The inverse correlation between the serum LDL-C level and the head-PDFF is a novel finding in this study. Elevated serum LDL-C is reported as a risk factor for multiple diseases, such as cardiovascular disease [15], ischemic stroke [16], and NAFLD [17]. Thus, measures to decrease the serum LDL-C level are generally recommended. However, our results indicate that maintenance of the elevated serum LDL-C might prevent steatosis of the pancreatic head and that excessive decrease of LDL-C might promote steatosis of the pancreatic head and the consequent development of diabetes. Although further analysis is necessary to conclude the relationship between the serum LDL-C level and pancreatic steatosis, these findings are expected to contribute to the determination of the appropriate target LDL-C level in patients receiving drugs for dyslipidemia.
Finally, we showed the absence of any significant correlation between hepatic and pancreatic steatosis. Although some authors have demonstrated a correlation between hepatic steatosis and pancreatic steatosis using different modalities [9, 18, 19], our results did not show any correlation between the two. In fatty liver, fat is observed inside the hepatocytes, causing “ballooning” of the hepatocytes [20]. In the case of pancreatic steatosis, adipocyte infiltration is observed outside the acinar cells [21]. These findings suggest that the mechanism of steatosis may also differ between the pancreas and liver.
One of the important limitations of this study is the lack of histological samples. Since they were not available, we couldn’t directly compare the histological severity of pancreatic steatosis and the value of PDFF in this study. However, even though surgically resected or needle biopsy samples are available, it is difficult to analyze the entire pancreas with them. Thus, the analysis with autopsy samples is helpful to characterize the histological severity of the whole pancreas in that the entire pancreas can be analyzed. The previous reports demonstrated that the severity of histological pancreatic steatosis in autopsy samples was correlated with the degree of obesity [3], age [3] and presence/absence of diabetes [3, 4]. These three clinical characteristics were also correlated with whole-pancreatic PDFF in our analysis. Thus, although further analysis with histological samples is required to determine reference values for PDFF that defines pancreatic steatosis, whole-pancreatic FF is considered to be reliable as a value that reflects the severity of steatosis of the whole pancreas.

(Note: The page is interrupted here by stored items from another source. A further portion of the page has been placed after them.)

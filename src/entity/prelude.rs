//! 预导入模块，方便使用

pub use super::can_tutor::{
    ActiveModel as CanTutorActiveModel, Entity as CanTutor, Model as CanTutorModel,
};
pub use super::config::{ActiveModel as ConfigActiveModel, Entity as Config, Model as ConfigModel};
pub use super::courses::{ActiveModel as CourseActiveModel, Entity as Courses, Model as CourseModel};
pub use super::problem_types::{
    ActiveModel as ProblemTypeActiveModel, Entity as ProblemTypes, Model as ProblemTypeModel,
};
pub use super::professors::{
    ActiveModel as ProfessorActiveModel, Entity as Professors, Model as ProfessorModel,
};
pub use super::sections::{
    ActiveModel as SectionActiveModel, Entity as Sections, Model as SectionModel,
};
pub use super::semesters::{
    ActiveModel as SemesterActiveModel, Entity as Semesters, Model as SemesterModel,
};
pub use super::tickets::{ActiveModel as TicketActiveModel, Entity as Tickets, Model as TicketModel};
pub use super::tutors::{ActiveModel as TutorActiveModel, Entity as Tutors, Model as TutorModel};
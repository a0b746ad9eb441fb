use actix_web::HttpResponse;

use super::page;
use crate::errors::Result;
use crate::models::tutors::entities::Tutor;
use crate::render::PageContext;
use crate::runtime::AppContext;

pub fn handle_home(ctx: &AppContext, user: Option<&Tutor>) -> Result<HttpResponse> {
    let greeting = match user {
        Some(tutor) => format!("Welcome back, {}.", tutor.first_name),
        None => format!("Welcome to the {}.", ctx.templates.system_name()),
    };

    let context = PageContext::new().with("greeting", greeting);
    page(ctx, "Home", "index.html", &context, user)
}
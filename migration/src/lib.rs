pub use sea_orm_migration::prelude::*;

mod m20250123_000001_create_tables;
mod m20250126_000001_create_config;

pub struct Migrator;

#[async_trait::async_trait]
impl MigratorTrait for Migrator {
    fn migrations() -> Vec<Box<dyn MigrationTrait>> {
        vec![
            Box::new(m20250123_000001_create_tables::Migration),
            Box::new(m20250126_000001_create_config::Migration),
        ]
    }
}
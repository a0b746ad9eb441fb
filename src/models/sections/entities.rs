use serde::{Deserialize, Serialize};

// 课程班级实体
#[derive(Debug, Clone, Serialize, Deserialize, PartialEq, Eq)]
pub struct Section {
    pub id: i64,
    pub number: String,
    pub course_id: i64,
    pub semester_id: i64,
    pub professor_id: Option<i64>,
}
//! 静态资源路由
//!
//! 使用 rust-embed 嵌入 static/ 目录，支持：
//! - 开发模式（`--reload`）下优先读取磁盘上的 ./static 目录
//! - 按扩展名设置 MIME 类型和缓存头
//! - /favicon.ico

use actix_web::{HttpResponse, Result as ActixResult, web};
use rust_embed::Embed;
use std::path::Path;

use super::not_found_page;
use crate::middlewares::CurrentUser;
use crate::runtime::AppContext;

/// 嵌入静态资源
/// 编译时从 static/ 目录读取文件
#[derive(Embed)]
#[folder = "static/"]
struct StaticAssets;

const STATIC_DIR: &str = "./static";
const FAVICON_PATH: &str = "images/favicon.ico";

/// 获取文件的 MIME 类型
fn get_mime_type(path: &str) -> &'static str {
    let ext = Path::new(path)
        .extension()
        .and_then(|s| s.to_str())
        .unwrap_or("");

    match ext {
        "html" => "text/html; charset=utf-8",
        "js" => "application/javascript; charset=utf-8",
        "ts" => "text/plain; charset=utf-8",
        "css" => "text/css; charset=utf-8",
        "json" => "application/json; charset=utf-8",
        "png" => "image/png",
        "jpg" | "jpeg" => "image/jpeg",
        "gif" => "image/gif",
        "svg" => "image/svg+xml",
        "ico" => "image/x-icon",
        "woff" => "font/woff",
        "woff2" => "font/woff2",
        "ttf" => "font/ttf",
        "webp" => "image/webp",
        "pdf" => "application/pdf",
        "txt" => "text/plain; charset=utf-8",
        "map" => "application/json",
        _ => "application/octet-stream",
    }
}

/// 检查是否应该设置缓存
fn should_cache(path: &str) -> bool {
    let ext = Path::new(path)
        .extension()
        .and_then(|s| s.to_str())
        .unwrap_or("");

    // 图片和字体很少变化，脚本和样式随部署更新
    matches!(
        ext,
        "ico" | "png" | "jpg" | "jpeg" | "gif" | "svg" | "webp" | "woff" | "woff2" | "ttf"
    )
}

/// 请求路径不允许跳出资源目录
fn is_safe_path(path: &str) -> bool {
    !path.is_empty() && !path.split('/').any(|part| part == ".." || part.is_empty())
}

/// 尝试从磁盘读取文件（开发用）
fn try_custom_file(path: &str) -> Option<Vec<u8>> {
    std::fs::read(format!("{STATIC_DIR}/{path}")).ok()
}

/// 尝试从嵌入的资源中获取文件
fn get_embedded_file(path: &str) -> Option<Vec<u8>> {
    StaticAssets::get(path).map(|f| f.data.to_vec())
}

/// 获取文件内容（开发模式优先磁盘，然后嵌入资源）
fn get_file(path: &str, reload: bool) -> Option<Vec<u8>> {
    if !is_safe_path(path) {
        return None;
    }
    if reload && let Some(data) = try_custom_file(path) {
        return Some(data);
    }
    get_embedded_file(path)
}

fn file_response(path: &str, data: Vec<u8>) -> HttpResponse {
    let mut response = HttpResponse::Ok();
    response.content_type(get_mime_type(path));

    // 设置缓存头
    if should_cache(path) {
        response.insert_header(("Cache-Control", "public, max-age=86400"));
    } else {
        response.insert_header(("Cache-Control", "no-cache"));
    }

    response.body(data)
}

/// 静态资源请求处理
pub async fn serve_static(
    ctx: web::Data<AppContext>,
    user: CurrentUser,
    path: web::Path<String>,
) -> ActixResult<HttpResponse> {
    let path = path.trim_start_matches('/');
    match get_file(path, ctx.templates.reload()) {
        Some(data) => Ok(file_response(path, data)),
        None => Ok(not_found_page(&ctx, &user)),
    }
}

pub async fn favicon(ctx: web::Data<AppContext>, user: CurrentUser) -> ActixResult<HttpResponse> {
    match get_file(FAVICON_PATH, ctx.templates.reload()) {
        Some(data) => Ok(file_response(FAVICON_PATH, data)),
        None => Ok(not_found_page(&ctx, &user)),
    }
}

/// 配置静态资源路由
pub fn configure_frontend_routes(cfg: &mut web::ServiceConfig) {
    cfg.route("/static/{path:.*}", web::get().to(serve_static))
        .route("/favicon.ico", web::get().to(favicon));
}
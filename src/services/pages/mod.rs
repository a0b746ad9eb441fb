//! 页面渲染
//!
//! 所有 HTML 响应都套用 layout.html，错误页也不例外。

pub mod home;
pub mod status;
pub mod tickets;

use actix_web::{
    HttpResponse,
    http::{StatusCode, header},
};
use tracing::error;

use crate::errors::Result;
use crate::models::tutors::entities::Tutor;
use crate::render::{PageContext, Templates, html::escape};
use crate::runtime::AppContext;

const HTML_CONTENT_TYPE: &str = "text/html; charset=utf-8";

/// 顶部导航，根据登录身份显示不同链接
fn navigation(user: Option<&Tutor>) -> String {
    let mut nav = String::from(r#"<a href="/">Home</a><a href="/status.html">Status</a>"#);
    match user {
        Some(tutor) => {
            if tutor.is_superuser {
                nav.push_str(r#"<a href="/admin/">Admin</a>"#);
            }
            nav.push_str(&format!(
                r#"<span class="user">{}</span><a href="/logout/">Log out</a>"#,
                escape(&tutor.email)
            ));
        }
        None => nav.push_str(r#"<a href="/login/">Log in</a>"#),
    }
    nav
}

/// 渲染正文模板并套用布局
pub fn render_page(
    templates: &Templates,
    title: &str,
    body: &str,
    context: &PageContext,
    user: Option<&Tutor>,
) -> Result<String> {
    let content = templates.render(body, context)?;
    let layout = PageContext::new()
        .with("title", title)
        .with("system_name", templates.system_name())
        .with_html("nav", navigation(user))
        .with_html("content", content);
    templates.render("layout.html", &layout)
}

pub fn html_response(status: StatusCode, body: String) -> HttpResponse {
    HttpResponse::build(status)
        .content_type(HTML_CONTENT_TYPE)
        .body(body)
}

/// 渲染完整页面并返回 200 响应
pub fn page(
    ctx: &AppContext,
    title: &str,
    body: &str,
    context: &PageContext,
    user: Option<&Tutor>,
) -> Result<HttpResponse> {
    let html = render_page(&ctx.templates, title, body, context, user)?;
    Ok(html_response(StatusCode::OK, html))
}

/// 302 跳转
pub fn redirect(location: &str) -> HttpResponse {
    HttpResponse::Found()
        .insert_header((header::LOCATION, location))
        .finish()
}

/// 错误页，标题形如 "404: Not Found"
pub fn error_page(
    templates: &Templates,
    status: StatusCode,
    message: &str,
    user: Option<&Tutor>,
) -> HttpResponse {
    let title = format!(
        "{}: {}",
        status.as_u16(),
        status.canonical_reason().unwrap_or("Error")
    );
    let context = PageContext::new().with("message", message);

    match render_page(templates, &title, "error.html", &context, user) {
        Ok(html) => html_response(status, html),
        Err(e) => {
            // 模板本身出错时退回纯文本
            error!("Failed to render error page: {}", e);
            HttpResponse::build(status)
                .content_type("text/plain; charset=utf-8")
                .body(format!("{title}\n\n{message}"))
        }
    }
}

pub struct PageService<'a> {
    ctx: &'a AppContext,
}

impl<'a> PageService<'a> {
    pub fn new(ctx: &'a AppContext) -> Self {
        Self { ctx }
    }

    // 首页
    pub fn home(&self, user: Option<&Tutor>) -> Result<HttpResponse> {
        home::handle_home(self.ctx, user)
    }

    // 辅导状态页
    pub async fn status(&self, user: Option<&Tutor>) -> Result<HttpResponse> {
        status::handle_status(self.ctx, user).await
    }

    // 提交工单（尚未开放）
    pub fn open_ticket(&self) -> HttpResponse {
        tickets::handle_open_ticket()
    }

    // 关闭工单（尚未开放）
    pub fn close_ticket(&self, ticket_id: &str) -> HttpResponse {
        tickets::handle_close_ticket(ticket_id)
    }
}

#[cfg(test)]
mod tests {
    use super::*;
    use actix_web::body::MessageBody;

    fn tutor(is_superuser: bool) -> Tutor {
        Tutor {
            id: 1,
            email: "jdoe@unomaha.edu".into(),
            first_name: "Jane".into(),
            last_name: "Doe".into(),
            is_active: true,
            is_superuser,
        }
    }

    #[test]
    fn test_navigation_depends_on_identity() {
        assert!(navigation(None).contains("/login/"));
        assert!(!navigation(Some(&tutor(false))).contains("/admin/"));
        let nav = navigation(Some(&tutor(true)));
        assert!(nav.contains("/admin/"));
        assert!(nav.contains("/logout/"));
        assert!(nav.contains("jdoe@unomaha.edu"));
    }

    #[test]
    fn test_error_page_title_and_message() {
        let response = error_page(
            &Templates::embedded(),
            StatusCode::NOT_FOUND,
            "We couldn't find the page you were looking for.",
            None,
        );
        assert_eq!(response.status(), StatusCode::NOT_FOUND);

        let body = response.into_body().try_into_bytes().unwrap();
        let html = String::from_utf8(body.to_vec()).unwrap();
        assert!(html.contains("404: Not Found"));
        assert!(html.contains("We couldn&#x27;t find the page you were looking for."));
    }
}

Another limitation is the lack of healthy control samples. Even if MRI is a non-invasive examination, ethical validity is essential to obtain images of healthy people. Thus, healthy control samples are not included in this initial study. Further analysis in healthy controls is needed to determine the exact normal range of whole-pancreatic PDFF values.
In conclusion, we developed a new measurement method of fat-water MRI for pancreatic steatosis. Our three-dimensional measurement method allows the analysis of the entire pancreas with increased repeatability and reproducibility of the measured values. The reduced variability of the measured values would help in obtaining reproducible analysis results and detailed characterization of pancreatic steatosis.